O deus dinheiro e os deslumbrados narcisistas estão exaurindo a capacidade de regeneração da escrava Terra. Agimos como um vírus mortal, que, no afã de disseminação e dominação, não consegue parar antes de sacrificar o hospedeiro. Matando-o, acaba por também sacrificar a si mesmo. Será que o tino da espécie humana é igual ao desse incauto vírus, que se autodestrói? Será essa uma providência das leis naturais, para controlar organismos predadores que ameaçam o milagre que é a multiplicidade da vida no planeta Terra?

Se essa lei natural que extermina organismos nocivos realmente funcionar, estamos correndo sério risco. Mas ainda nos resta uma centelha de discernimento. Quem sabe ainda logremos aprender a conviver com os diferentes entre nós, com as outras espécies, e dentro dos limites de recuperação da natureza?

Oxalá aprendamos!

terça-feira, 10 de setembro de 2024

Uma revolução ética e solidária

 Postado no Portal DCmais em 10/09/2024, publicado no Jornal da Manhã em 11/09/2024.

A chegada a Ponta Grossa, vindo de Curitiba, quando se alcança o Distrito Industrial, cinco quilômetros antes da cidade, proporciona uma bela visão da silhueta urbana, que se alteia sobre o horizonte de colinas suaves dos Campos Gerais. Uma visão que já inspirou muitos viajantes, de hoje e de antigamente, a traduzir em belas palavras o sentimento de acolhida e de boas-vindas daqueles que divisam a Princesa dos Campos, seja ela o lar ou uma passagem de um percurso maior.

Mas neste último sábado, 7 de setembro de 2024, o sentimento de alegria do retorno ao generoso lar foi-nos substituído por outro: de desolação, de preocupação. Quase não se via a silhueta da cidade, embaçada pela densa e esbranquiçada névoa seca, um eufemismo para a fumaça vinda das insanas queimadas na Amazônia e no Pantanal. Que paradoxo! Os chamados “rios voadores”, que trazem a umidade da Amazônia para dessedentar e fertilizar o Sul e Sudeste do Brasil, agora trazem fumaça! Junto com massas de ar quente e seco, que subvertem a normalidade climática.

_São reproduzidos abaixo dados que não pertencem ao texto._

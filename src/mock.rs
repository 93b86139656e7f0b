//! In-memory stand-ins for the model and the browser, for deterministic tests.
//!
//! Neither double touches the network or spawns a process. Both record what
//! they were asked to do so tests can assert on it afterwards.

use std::collections::{HashSet, VecDeque};
use std::sync::atomic::{AtomicUsize, Ordering};
use std::sync::{Arc, Mutex, MutexGuard, PoisonError};
use std::time::Duration;

use async_trait::async_trait;

use crate::brain::Brain;
use crate::error::{AgentError, Result};
use crate::hands::{BrowserLauncher, PageDriver};
use crate::types::LoadState;

fn lock<T>(mutex: &Mutex<T>) -> MutexGuard<'_, T> {
    mutex.lock().unwrap_or_else(PoisonError::into_inner)
}

/// A prompt the mock brain received.
#[derive(Debug, Clone)]
pub struct RecordedPrompt {
    pub prompt: String,
    pub had_image: bool,
}

/// Returns queued replies in order; errors once the queue runs dry.
#[derive(Default)]
pub struct MockBrain {
    replies: Mutex<VecDeque<std::result::Result<String, String>>>,
    pub prompts: Arc<Mutex<Vec<RecordedPrompt>>>,
}

impl MockBrain {
    pub fn new() -> Self {
        Self::default()
    }

    pub fn with_reply(self, text: impl Into<String>) -> Self {
        lock(&self.replies).push_back(Ok(text.into()));
        self
    }

    pub fn with_error(self, message: impl Into<String>) -> Self {
        lock(&self.replies).push_back(Err(message.into()));
        self
    }

    pub fn prompts(&self) -> Vec<RecordedPrompt> {
        lock(&self.prompts).clone()
    }

    pub fn remaining(&self) -> usize {
        lock(&self.replies).len()
    }
}

#[async_trait]
impl Brain for MockBrain {
    fn name(&self) -> &str {
        "mock"
    }

    async fn generate(&self, prompt: &str, image: Option<&[u8]>) -> Result<String> {
        lock(&self.prompts).push(RecordedPrompt {
            prompt: prompt.to_string(),
            had_image: image.is_some_and(|b| !b.is_empty()),
        });
        match lock(&self.replies).pop_front() {
            Some(Ok(text)) => Ok(text),
            Some(Err(message)) => Err(AgentError::Brain(message)),
            None => Err(AgentError::Brain("mock brain has no more replies".into())),
        }
    }
}

/// A browser call observed by [`MockPage`].
#[derive(Debug, Clone, PartialEq, Eq)]
pub enum PageCall {
    Goto(String),
    WaitFor(LoadState),
    Click(String),
    ClickByText(String),
    Fill(String, String),
    Screenshot,
    Url,
    Title,
    Outline,
}

#[derive(Debug, Default)]
pub struct PageLog {
    pub calls: Vec<PageCall>,
    pub closes: usize,
}

impl PageLog {
    /// Calls that change the page, ignoring reads and waits.
    pub fn interactions(&self) -> Vec<PageCall> {
        self.calls
            .iter()
            .filter(|c| {
                matches!(
                    c,
                    PageCall::Goto(_)
                        | PageCall::Click(_)
                        | PageCall::ClickByText(_)
                        | PageCall::Fill(..)
                )
            })
            .cloned()
            .collect()
    }
}

/// Scriptable page: selectors exist unless marked missing, visible texts
/// must be registered to be clickable by text.
pub struct MockPage {
    log: Arc<Mutex<PageLog>>,
    url: Mutex<String>,
    title: String,
    screenshot: Vec<u8>,
    missing_selectors: HashSet<String>,
    texts: HashSet<String>,
    fail_navigation: bool,
    fail_screenshot: bool,
}

impl Default for MockPage {
    fn default() -> Self {
        Self {
            log: Arc::default(),
            url: Mutex::new("about:blank".to_string()),
            title: "Mock Page".to_string(),
            screenshot: vec![0x89, b'P', b'N', b'G'],
            missing_selectors: HashSet::new(),
            texts: HashSet::new(),
            fail_navigation: false,
            fail_screenshot: false,
        }
    }
}

impl MockPage {
    pub fn new() -> Self {
        Self::default()
    }

    pub fn with_title(mut self, title: impl Into<String>) -> Self {
        self.title = title.into();
        self
    }

    pub fn with_missing_selector(mut self, selector: impl Into<String>) -> Self {
        self.missing_selectors.insert(selector.into());
        self
    }

    pub fn with_text(mut self, text: impl Into<String>) -> Self {
        self.texts.insert(text.into());
        self
    }

    pub fn failing_navigation(mut self) -> Self {
        self.fail_navigation = true;
        self
    }

    pub fn failing_screenshot(mut self) -> Self {
        self.fail_screenshot = true;
        self
    }

    /// Shared handle to the call log; stays valid after the page is boxed.
    pub fn log(&self) -> Arc<Mutex<PageLog>> {
        Arc::clone(&self.log)
    }

    fn record(&self, call: PageCall) {
        lock(&self.log).calls.push(call);
    }

    fn ensure_open(&self) -> Result<()> {
        if lock(&self.log).closes > 0 {
            return Err(AgentError::Browser("Browser page not available.".into()));
        }
        Ok(())
    }

    fn find(&self, selector: &str, timeout: Duration) -> Result<()> {
        if self.missing_selectors.contains(selector) {
            return Err(AgentError::Browser(format!(
                "Timeout {}ms exceeded waiting for selector \"{selector}\"",
                timeout.as_millis()
            )));
        }
        Ok(())
    }
}

#[async_trait]
impl PageDriver for MockPage {
    async fn goto(&self, url: &str) -> Result<()> {
        self.ensure_open()?;
        self.record(PageCall::Goto(url.to_string()));
        if self.fail_navigation {
            return Err(AgentError::Browser(format!("net::ERR_NAME_NOT_RESOLVED at {url}")));
        }
        *lock(&self.url) = url.to_string();
        Ok(())
    }

    async fn wait_for_load_state(&self, state: LoadState) -> Result<()> {
        self.ensure_open()?;
        self.record(PageCall::WaitFor(state));
        Ok(())
    }

    async fn click(&self, selector: &str, timeout: Duration) -> Result<()> {
        self.ensure_open()?;
        self.record(PageCall::Click(selector.to_string()));
        self.find(selector, timeout)
    }

    async fn click_by_text(&self, text: &str, timeout: Duration) -> Result<()> {
        self.ensure_open()?;
        self.record(PageCall::ClickByText(text.to_string()));
        if self.texts.contains(text) {
            Ok(())
        } else {
            Err(AgentError::Browser(format!(
                "no element with text \"{text}\" within {}ms",
                timeout.as_millis()
            )))
        }
    }

    async fn fill(&self, selector: &str, value: &str) -> Result<()> {
        self.ensure_open()?;
        self.record(PageCall::Fill(selector.to_string(), value.to_string()));
        self.find(selector, Duration::from_secs(5))
    }

    async fn screenshot(&self) -> Result<Vec<u8>> {
        self.ensure_open()?;
        self.record(PageCall::Screenshot);
        if self.fail_screenshot {
            return Err(AgentError::Browser("screenshot failed".into()));
        }
        Ok(self.screenshot.clone())
    }

    async fn url(&self) -> Result<String> {
        self.ensure_open()?;
        self.record(PageCall::Url);
        Ok(lock(&self.url).clone())
    }

    async fn title(&self) -> Result<String> {
        self.ensure_open()?;
        self.record(PageCall::Title);
        Ok(self.title.clone())
    }

    async fn outline(&self) -> Result<String> {
        self.ensure_open()?;
        self.record(PageCall::Outline);
        Ok("[e0] input type=text name=q".to_string())
    }

    async fn close(&mut self) -> Result<()> {
        lock(&self.log).closes += 1;
        Ok(())
    }
}

/// Hands out one prepared [`MockPage`] and counts launches.
pub struct MockLauncher {
    page: Mutex<Option<MockPage>>,
    failure: Option<String>,
    pub launches: Arc<AtomicUsize>,
}

impl MockLauncher {
    pub fn new(page: MockPage) -> Self {
        Self {
            page: Mutex::new(Some(page)),
            failure: None,
            launches: Arc::default(),
        }
    }

    pub fn failing(message: impl Into<String>) -> Self {
        Self {
            page: Mutex::new(None),
            failure: Some(message.into()),
            launches: Arc::default(),
        }
    }

    pub fn launch_count(&self) -> usize {
        self.launches.load(Ordering::SeqCst)
    }
}

#[async_trait]
impl BrowserLauncher for MockLauncher {
    async fn launch(&self) -> Result<Box<dyn PageDriver>> {
        self.launches.fetch_add(1, Ordering::SeqCst);
        if let Some(message) = &self.failure {
            return Err(AgentError::Browser(message.clone()));
        }
        let page = lock(&self.page)
            .take()
            .ok_or_else(|| AgentError::Browser("mock page already launched".into()))?;
        Ok(Box::new(page))
    }
}
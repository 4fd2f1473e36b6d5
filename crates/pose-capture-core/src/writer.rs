use image::codecs::jpeg::JpegEncoder;
use image::RgbImage;
use serde::{Deserialize, Serialize};
use std::fs;
use std::io::{BufWriter, Write};
use std::path::{Path, PathBuf};
use tracing::debug;

use crate::error::Error;
use crate::frame::Frame;
use crate::landmarks::{Detection, LandmarkSchema};
use crate::overlay;
use crate::session::WriteRequest;

/// Which rendering of the frame is saved.
#[derive(Debug, Clone, Copy, PartialEq, Eq, Serialize, Deserialize)]
#[serde(rename_all = "snake_case")]
pub enum ImageVariant {
    /// Untouched camera frame as `<stem>.jpg`.
    Raw,
    /// Frame with landmark dots as `<stem>.jpg`.
    Overlay,
    /// `<stem>_raw.jpg` and `<stem>_nodes.jpg`.
    Both,
}

/// Files produced for one sample.
#[derive(Debug, Clone, PartialEq, Eq)]
pub struct SampleRecord {
    pub index: u32,
    pub images: Vec<PathBuf>,
    /// `None` when the detector found nothing in the frame.
    pub landmarks: Option<PathBuf>,
}

pub struct SampleWriter {
    variant: ImageVariant,
    schema: LandmarkSchema,
    jpeg_quality: u8,
}

impl SampleWriter {
    pub fn new(variant: ImageVariant, schema: LandmarkSchema, jpeg_quality: u8) -> Self {
        Self {
            variant,
            schema,
            jpeg_quality,
        }
    }

    /// Write the image(s) and, when landmarks were found, the JSON record.
    ///
    /// Images land before the JSON, each through a rename from a temporary
    /// sibling, so a landmark file never exists without its image.
    pub fn write(
        &self,
        request: &WriteRequest,
        frame: &Frame,
        detection: Option<&Detection>,
    ) -> Result<SampleRecord, Error> {
        fs::create_dir_all(&request.folder)?;

        let detection = detection.filter(|d| !d.is_empty());
        let folder = &request.folder;
        let stem = &request.stem;

        let mut images = Vec::new();
        match self.variant {
            ImageVariant::Raw => {
                let path = folder.join(format!("{}.jpg", stem));
                self.write_jpeg(&path, &frame.image)?;
                images.push(path);
            }
            ImageVariant::Overlay => {
                let path = folder.join(format!("{}.jpg", stem));
                self.write_jpeg(&path, &render_overlay(frame, detection))?;
                images.push(path);
            }
            ImageVariant::Both => {
                let raw = folder.join(format!("{}_raw.jpg", stem));
                self.write_jpeg(&raw, &frame.image)?;
                images.push(raw);

                let nodes = folder.join(format!("{}_nodes.jpg", stem));
                self.write_jpeg(&nodes, &render_overlay(frame, detection))?;
                images.push(nodes);
            }
        }

        let landmarks = match detection {
            Some(detection) => {
                let path = folder.join(format!("{}.json", stem));
                let json = self.schema.to_json(detection)?;
                write_atomic(&path, |w| w.write_all(json.as_bytes()))?;
                Some(path)
            }
            None => None,
        };

        debug!(
            "Wrote {} ({} image(s), landmarks: {})",
            stem,
            images.len(),
            landmarks.is_some()
        );

        Ok(SampleRecord {
            index: request.index,
            images,
            landmarks,
        })
    }

    fn write_jpeg(&self, path: &Path, image: &RgbImage) -> Result<(), Error> {
        let mut encoded = Vec::new();
        JpegEncoder::new_with_quality(&mut encoded, self.jpeg_quality).encode_image(image)?;
        write_atomic(path, |w| w.write_all(&encoded))?;
        Ok(())
    }
}

fn render_overlay(frame: &Frame, detection: Option<&Detection>) -> RgbImage {
    match detection {
        Some(detection) => overlay::draw_landmarks(&frame.image, detection),
        None => frame.image.clone(),
    }
}

/// Write through a `.tmp` sibling and rename into place.
fn write_atomic<F>(path: &Path, write: F) -> std::io::Result<()>
where
    F: FnOnce(&mut BufWriter<fs::File>) -> std::io::Result<()>,
{
    let mut tmp_name = path.as_os_str().to_owned();
    tmp_name.push(".tmp");
    let tmp_path = PathBuf::from(tmp_name);

    let result = (|| {
        let mut writer = BufWriter::new(fs::File::create(&tmp_path)?);
        write(&mut writer)?;
        writer.flush()?;
        writer.get_ref().sync_all()?;
        fs::rename(&tmp_path, path)
    })();

    if result.is_err() {
        let _ = fs::remove_file(&tmp_path);
    }
    result
}
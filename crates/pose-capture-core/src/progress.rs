use crate::frame::Frame;
use crate::landmarks::Detection;
use crate::session::{Rejection, Slot, WriteRequest};
use crate::writer::SampleRecord;

/// Snapshot of the controller shown alongside each preview frame.
#[derive(Debug, Clone)]
pub struct StatusLine<'a> {
    pub slot: Option<&'a Slot>,
    pub capturing: bool,
    pub progress: u32,
    pub max_samples: u32,
    pub next_index: u32,
}

/// Trait for reporting capture session events.
///
/// The CLI implements it with a terminal status line and progress bar.
/// All methods have default no-op implementations.
pub trait CaptureReporter {
    fn on_session_start(&self, _source: &str) {}
    fn on_frame(&self, _frame: &Frame, _detection: Option<&Detection>, _status: &StatusLine<'_>) {}
    fn on_selected(&self, _slot: &Slot, _next_index: u32, _max_samples: u32) {}
    fn on_capture_started(&self) {}
    fn on_capture_stopped(&self) {}
    fn on_sample_written(&self, _request: &WriteRequest, _record: &SampleRecord, _progress: u32) {}
    fn on_rejected(&self, _rejection: Rejection) {}
    fn on_person_advanced(&self, _slot: &Slot, _next_index: u32) {}
    fn on_complete(&self, _slot: &Slot, _all_slots: bool) {}
    fn on_detector_error(&self, _message: &str) {}
    fn on_session_end(&self, _samples_written: usize) {}
}

/// No-op reporter for silent operation.
pub struct SilentReporter;

impl CaptureReporter for SilentReporter {}
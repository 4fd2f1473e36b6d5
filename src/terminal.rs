use colored::*;
use crossterm::event::{
    self, Event, KeyCode, KeyEvent, KeyEventKind, KeyModifiers, KeyboardEnhancementFlags,
    PopKeyboardEnhancementFlags, PushKeyboardEnhancementFlags,
};
use crossterm::{cursor, execute, terminal};
use std::io::{self, stderr};
use std::time::Duration;
use tracing::warn;

use pose_capture_core::session::{Key, KeyInput, KeyKind};
use pose_capture_core::{AppConfig, Error, InputSource};

/// Raw mode and hidden cursor for the duration of a capture session.
/// Restores the terminal when dropped, including on error paths.
pub struct TerminalGuard {
    enhanced: bool,
}

impl TerminalGuard {
    pub fn enter(want_key_release: bool) -> io::Result<Self> {
        terminal::enable_raw_mode()?;
        // from here on, an early return restores the terminal through Drop
        let mut guard = Self { enhanced: false };
        execute!(stderr(), cursor::Hide)?;

        if want_key_release && terminal::supports_keyboard_enhancement().unwrap_or(false) {
            execute!(
                stderr(),
                PushKeyboardEnhancementFlags(KeyboardEnhancementFlags::REPORT_EVENT_TYPES)
            )?;
            guard.enhanced = true;
        }
        Ok(guard)
    }

    /// Whether the terminal delivers key-release events.
    pub fn reports_key_release(&self) -> bool {
        self.enhanced
    }
}

impl Drop for TerminalGuard {
    fn drop(&mut self) {
        if self.enhanced {
            let _ = execute!(stderr(), PopKeyboardEnhancementFlags);
        }
        let _ = execute!(stderr(), cursor::Show);
        if let Err(err) = terminal::disable_raw_mode() {
            warn!("Could not restore terminal: {}", err);
        }
    }
}

/// Non-blocking keyboard polling through crossterm.
pub struct TerminalInput;

impl InputSource for TerminalInput {
    fn poll(&mut self) -> Result<Option<KeyInput>, Error> {
        while event::poll(Duration::ZERO)? {
            if let Event::Key(key_event) = event::read()? {
                return Ok(Some(to_key_input(key_event)));
            }
        }
        Ok(None)
    }
}

fn to_key_input(event: KeyEvent) -> KeyInput {
    let kind = match event.kind {
        KeyEventKind::Press => KeyKind::Press,
        KeyEventKind::Repeat => KeyKind::Repeat,
        KeyEventKind::Release => KeyKind::Release,
    };
    let key = match event.code {
        // raw mode swallows SIGINT
        KeyCode::Char('c') if event.modifiers.contains(KeyModifiers::CONTROL) => Key::Esc,
        KeyCode::Char(' ') => Key::Space,
        KeyCode::Char(c) => Key::Char(c),
        KeyCode::Enter => Key::Enter,
        KeyCode::Esc => Key::Esc,
        KeyCode::F(n) => Key::F(n),
        _ => Key::Other,
    };
    KeyInput { key, kind }
}

/// Printed before the terminal enters raw mode.
pub fn print_banner(config: &AppConfig) {
    let rule = "═══════════════════════════════════════════════";
    let _ = execute!(
        stderr(),
        terminal::Clear(terminal::ClearType::All),
        cursor::MoveTo(0, 0)
    );
    eprintln!("{}", rule.cyan());
    eprintln!("{}", "             POSE CAPTURE DATA COLLECTOR".cyan());
    eprintln!("{}", rule.cyan());
    eprintln!("{}", capture_hint(config).yellow());
    eprintln!();
    eprintln!("{}", "Available poses:".green());
    for (slot, pose) in config.poses.iter().enumerate() {
        eprintln!("  {}. {}", slot + 1, pose);
    }
    if config.max_persons > 0 {
        eprintln!(
            "{}",
            format!(
                "Persons: F1..F{} ({} samples each, auto-advance)",
                config.max_persons, config.max_samples
            )
            .green()
        );
    }
    eprintln!();
}

fn capture_hint(config: &AppConfig) -> &'static str {
    use pose_capture_core::config::CaptureMode;
    match config.capture_mode {
        CaptureMode::Manual => "Digit = pose | SPACE/ENTER = capture | q/ESC = quit",
        CaptureMode::Hold => "Digit = pose | hold SPACE = stream | ENTER = capture | q/ESC = quit",
        CaptureMode::Burst => "Digit = pose | SPACE = start/stop burst | ENTER = capture | q/ESC = quit",
    }
}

O impacto visual não chega sozinho: a água da pífia chuva da semana anterior, que coletamos no quintal, que escorreu pelos telhados, ficou enegrecida com a fuligem finíssima depositada pela névoa seca; a população é acometida de um surto de doenças respiratórias, e já não se encontram umidificadores nas lojas especializadas; os agricultores anunciam colheitas antecipadas e perda de safras; o preço de alguns produtos, tais como açúcar, feijão e carne, ficam mais caros em consequência das queimadas e da seca; a tarifa da energia elétrica sobe para o vermelho, pelo imperativo de ativar as caras e poluentes termelétricas...

Estaremos já vivendo o anunciado apocalipse, resultante da desmedida incúria humana, que incendeia as florestas que são a fonte da vitalidade de grande parte do Brasil? E estes sinais ambientais de nossa insensatez vêm acompanhados de outros: o endeusamento do dinheiro e do mercado; a mentira mais crível que a verdade; o egoísmo suplantando a solidariedade; a tolerância rendendo-se aos extremismos; as guerras de extermínio e de dominação; a boçalidade de homens e mulheres candidatos a parlamentares e governantes; a falência da democracia representativa transformada em plutocracia; a fé convertida em mercadoria; os milhões de refugiados da fome e da violência mundo afora...

Vivemos um momento em que a barbárie está superando a civilização. Urge uma mudança drástica, uma revolução, antes que a espécie humana cometa sua autoextinção e a devastação das condições da Terra suportar a vida. Não é uma revolução nos sistemas políticos, econômicos ou sociais. Estes são só o espelho da conduta humana. A revolução inadiável é no comportamento humano. Se lograrmos transformá-lo, tudo se beneficiará. Sim, somos seres muito complexos. Convivem em nosso íntimo contraditórios impulsos de destruição e de construção, de competição e de solidariedade, de violência e de paz, de cupidez e de generosidade. É a hora de escolhermos os impulsos construtivos, amorosos.

A engenhosidade da humanidade é caprichosa: ela pode criar novas plantas alimentícias, curar doenças, enviar-nos à Lua, ou pode dizimar-nos numa guerra nuclear, deteriorar as águas, os solos, o clima... Dilemas que precisam ser resolvidos com ética, com solidariedade.

Ou não será possível reverter a catástrofe que estamos cultivando.